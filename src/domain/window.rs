use indexmap::IndexMap;
use serde::{Deserialize, Deserializer, Serialize};
use serde_json::Value;

use super::node::{Condition, Node, Record};

/// Server-delivered description of one business-entity screen.
#[derive(Debug, Clone, PartialEq, Serialize, Deserialize)]
#[serde(rename_all = "camelCase")]
pub struct WindowConfig {
    #[serde(deserialize_with = "string_or_number")]
    pub id: String,
    #[serde(default, skip_serializing_if = "Option::is_none")]
    pub title: Option<String>,
    #[serde(default)]
    pub tabs: Vec<TabConfig>,
    /// `fields[i]` describes the record shape of `tabs[i]`.
    #[serde(default)]
    pub fields: Vec<Vec<FieldConfig>>,
}

impl WindowConfig {
    pub fn master(&self) -> Option<&TabConfig> {
        self.tabs.first()
    }

    /// Detail tabs with their index into `tabs`/`fields`.
    pub fn detail_tabs(&self) -> impl Iterator<Item = (usize, &TabConfig)> {
        self.tabs.iter().enumerate().skip(1)
    }

    pub fn fields_of(&self, tab_index: usize) -> &[FieldConfig] {
        self.fields
            .get(tab_index)
            .map(Vec::as_slice)
            .unwrap_or_default()
    }

    pub fn permission(&self) -> Permission {
        Permission::from_config(self)
    }
}

#[derive(Debug, Clone, Default, PartialEq, Serialize, Deserialize)]
#[serde(rename_all = "camelCase")]
pub struct TabConfig {
    #[serde(default)]
    pub title: String,
    /// Table name used by the detail endpoint.
    #[serde(default, skip_serializing_if = "Option::is_none")]
    pub table: Option<String>,
    #[serde(default, skip_serializing_if = "Option::is_none")]
    pub insert_proc: Option<Value>,
    #[serde(default, skip_serializing_if = "Option::is_none")]
    pub update_proc: Option<Value>,
    #[serde(default, skip_serializing_if = "Option::is_none")]
    pub delete_proc: Option<Value>,
    /// Explicit layout replacing the one generated from `fields`.
    #[serde(default, skip_serializing_if = "Option::is_none")]
    pub layout: Option<Node>,
    #[serde(default, skip_serializing_if = "Option::is_none")]
    pub tree: Option<TreeHints>,
}

#[derive(Debug, Clone, PartialEq, Serialize, Deserialize)]
#[serde(rename_all = "camelCase")]
pub struct TreeHints {
    #[serde(default = "default_parent_field")]
    pub parent_field: String,
    #[serde(default, skip_serializing_if = "Option::is_none")]
    pub code_field: Option<String>,
}

fn default_parent_field() -> String {
    "parentId".to_string()
}

/// Field descriptor of one tab, as delivered by the config endpoint.
#[derive(Debug, Clone, PartialEq, Serialize, Deserialize)]
#[serde(rename_all = "camelCase")]
pub struct FieldConfig {
    pub name: String,
    #[serde(default, skip_serializing_if = "Option::is_none")]
    pub label: Option<String>,
    #[serde(default = "default_field_kind", rename = "type")]
    pub kind: String,
    #[serde(default)]
    pub required: bool,
    #[serde(default)]
    pub email: bool,
    #[serde(default, skip_serializing_if = "Option::is_none")]
    pub min: Option<u32>,
    #[serde(default, skip_serializing_if = "Option::is_none")]
    pub max: Option<u32>,
    /// Option endpoint template for select fields.
    #[serde(default, skip_serializing_if = "Option::is_none")]
    pub reference: Option<String>,
    #[serde(default, skip_serializing_if = "IndexMap::is_empty")]
    pub map_key: IndexMap<String, String>,
    #[serde(default, skip_serializing_if = "Option::is_none")]
    pub options: Option<Vec<Value>>,
    #[serde(default, skip_serializing_if = "Vec::is_empty")]
    pub deps: Vec<String>,
    #[serde(default, skip_serializing_if = "Option::is_none")]
    pub visible: Option<Condition>,
    #[serde(default, skip_serializing_if = "Option::is_none")]
    pub disabled: Option<Condition>,
    #[serde(default)]
    pub hidden: bool,
    #[serde(default, skip_serializing_if = "Option::is_none")]
    pub span: Option<u32>,
}

fn default_field_kind() -> String {
    "input".to_string()
}

/// Operations granted by the master tab.
#[derive(Debug, Clone, Copy, Default, PartialEq, Eq, Serialize, Deserialize)]
pub struct Permission {
    pub new: bool,
    pub edit: bool,
    pub delete: bool,
}

impl Permission {
    /// Only the presence of a stored-operation identifier matters.
    pub fn from_config(config: &WindowConfig) -> Self {
        let Some(master) = config.master() else {
            return Self::default();
        };
        Self {
            new: master.insert_proc.is_some(),
            edit: master.update_proc.is_some(),
            delete: master.delete_proc.is_some(),
        }
    }
}

/// Save semantics of a dialog, sent as its integer code.
#[derive(Debug, Clone, Copy, PartialEq, Eq, Hash, Serialize, Deserialize)]
#[serde(into = "u8", try_from = "u8")]
pub enum EditMode {
    New = 1,
    Edit = 2,
    Delete = 3,
}

impl From<EditMode> for u8 {
    fn from(mode: EditMode) -> Self {
        mode as u8
    }
}

impl TryFrom<u8> for EditMode {
    type Error = String;

    fn try_from(code: u8) -> Result<Self, Self::Error> {
        match code {
            1 => Ok(EditMode::New),
            2 => Ok(EditMode::Edit),
            3 => Ok(EditMode::Delete),
            other => Err(format!("unknown edit mode {other}")),
        }
    }
}

/// Normalizes an id value to the string key used for lookups.
pub fn row_key(value: &Value) -> Option<String> {
    match value {
        Value::String(s) if !s.is_empty() => Some(s.clone()),
        Value::Number(n) => Some(n.to_string()),
        _ => None,
    }
}

pub fn record_key(record: &Record, field: &str) -> Option<String> {
    record.get(field).and_then(row_key)
}

fn string_or_number<'de, D: Deserializer<'de>>(deserializer: D) -> Result<String, D::Error> {
    let value = Value::deserialize(deserializer)?;
    row_key(&value).ok_or_else(|| serde::de::Error::custom(format!("invalid window id {value}")))
}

» **What you have to do**
Retype the entries exactly; leave nothing out.

» **Task solution**
filename src/domain/window.rs
use indexmap::IndexMap;
use serde::{Deserialize, Deserializer, Serialize};
use serde_json::Value;

use super::node::{Condition, Node, Record};

/// Server-delivered description of one business-entity screen.
#[derive(Debug, Clone, PartialEq, Serialize, Deserialize)]
#[serde(rename_all = "camelCase")]
pub struct WindowConfig {
    #[serde(deserialize_with = "string_or_number")]
    pub id: String,
    #[serde(default, skip_serializing_if = "Option::is_none")]
    pub title: Option<String>,
    #[serde(default)]
    pub tabs: Vec<TabConfig>,
    /// `fields[i]` describes the record shape of `tabs[i]`.
    #[serde(default)]
    pub fields: Vec<Vec<FieldConfig>>,
}

impl WindowConfig {
    pub fn master(&self) -> Option<&TabConfig> {
        self.tabs.first()
    }

    /// Detail tabs with their index into `tabs`/`fields`.
    pub fn detail_tabs(&self) -> impl Iterator<Item = (usize, &TabConfig)> {
        self.tabs.iter().enumerate().skip(1)
    }

    pub fn fields_of(&self, tab_index: usize) -> &[FieldConfig] {
        self.fields
            .get(tab_index)
            .map(Vec::as_slice)
            .unwrap_or_default()
    }

    pub fn permission(&self) -> Permission {
        Permission::from_config(self)
    }
}

#[derive(Debug, Clone, Default, PartialEq, Serialize, Deserialize)]
#[serde(rename_all = "camelCase")]
pub struct TabConfig {
    #[serde(default)]
    pub title: String,
    /// Table name used by the detail endpoint.
    #[serde(default, skip_serializing_if = "Option::is_none")]
    pub table: Option<String>,
    #[serde(default, skip_serializing_if = "Option::is_none")]
    pub insert_proc: Option<Value>,
    #[serde(default, skip_serializing_if = "Option::is_none")]
    pub update_proc: Option<Value>,
    #[serde(default, skip_serializing_if = "Option::is_none")]
    pub delete_proc: Option<Value>,
    /// Explicit layout replacing the one generated from `fields`.
    #[serde(default, skip_serializing_if = "Option::is_none")]
    pub layout: Option<Node>,
    #[serde(default, skip_serializing_if = "Option::is_none")]
    pub tree: Option<TreeHints>,
}

#[derive(Debug, Clone, PartialEq, Serialize, Deserialize)]
#[serde(rename_all = "camelCase")]
pub struct TreeHints {
    #[serde(default = "default_parent_field")]
    pub parent_field: String,
    #[serde(default, skip_serializing_if = "Option::is_none")]
    pub code_field: Option<String>,
}

fn default_parent_field() -> String {
    "parentId".to_string()
}

/// Field descriptor of one tab, as delivered by the config endpoint.
#[derive(Debug, Clone, PartialEq, Serialize, Deserialize)]
#[serde(rename_all = "camelCase")]
pub struct FieldConfig {
    pub name: String,
    #[serde(default, skip_serializing_if = "Option::is_none")]
    pub label: Option<String>,
    #[serde(default = "default_field_kind", rename = "type")]
    pub kind: String,
    #[serde(default)]
    pub required: bool,
    #[serde(default)]
    pub email: bool,
    #[serde(default, skip_serializing_if = "Option::is_none")]
    pub min: Option<u32>,
    #[serde(default, skip_serializing_if = "Option::is_none")]
    pub max: Option<u32>,
    /// Option endpoint template for select fields.
    #[serde(default, skip_serializing_if = "Option::is_none")]
    pub reference: Option<String>,
    #[serde(default, skip_serializing_if = "IndexMap::is_empty")]
    pub map_key: IndexMap<String, String>,
    #[serde(default, skip_serializing_if = "Option::is_none")]
    pub options: Option<Vec<Value>>,
    #[serde(default, skip_serializing_if = "Vec::is_empty")]
    pub deps: Vec<String>,
    #[serde(default, skip_serializing_if = "Option::is_none")]
    pub visible: Option<Condition>,
    #[serde(default, skip_serializing_if = "Option::is_none")]
    pub disabled: Option<Condition>,
    #[serde(default)]
    pub hidden: bool,
    #[serde(default, skip_serializing_if = "Option::is_none")]
    pub span: Option<u32>,
}

fn default_field_kind() -> String {
    "input".to_string()
}

/// Operations granted by the master tab.
#[derive(Debug, Clone, Copy, Default, PartialEq, Eq, Serialize, Deserialize)]
pub struct Permission {
    pub new: bool,
    pub edit: bool,
    pub delete: bool,
}

impl Permission {
    /// Only the presence of a stored-operation identifier matters.
    pub fn from_config(config: &WindowConfig) -> Self {
        let Some(master) = config.master() else {
            return Self::default();
        };
        Self {
            new: master.insert_proc.is_some(),
            edit: master.update_proc.is_some(),
            delete: master.delete_proc.is_some(),
        }
    }
}

/// Save semantics of a dialog, sent as its integer code.
#[derive(Debug, Clone, Copy, PartialEq, Eq, Hash, Serialize, Deserialize)]
#[serde(into = "u8", try_from = "u8")]
pub enum EditMode {
    New = 1,
    Edit = 2,
    Delete = 3,
}

impl From<EditMode> for u8 {
    fn from(mode: EditMode) -> Self {
        mode as u8
    }
}

impl TryFrom<u8> for EditMode {
    type Error = String;

    fn try_from(code: u8) -> Result<Self, Self::Error> {
        match code {
            1 => Ok(EditMode::New),
            2 => Ok(EditMode::Edit),
            3 => Ok(EditMode::Delete),
            other => Err(format!("unknown edit mode {other}")),
        }
    }
}

/// Normalizes an id value to the string key used for lookups.
pub fn row_key(value: &Value) -> Option<String> {
    match value {
        Value::String(s) if !s.is_empty() => Some(s.clone()),
        Value::Number(n) => Some(n.to_string()),
        _ => None,
    }
}

pub fn record_key(record: &Record, field: &str) -> Option<String> {
    record.get(field).and_then(row_key)
}

fn string_or_number<'de, D: Deserializer<'de>>(deserializer: D) -> Result<String, D::Error> {
    let value = Value::deserialize(deserializer)?;
    row_key(&value).ok_or_else(|| serde::de::Error::custom(format!("invalid window id {value}")))
}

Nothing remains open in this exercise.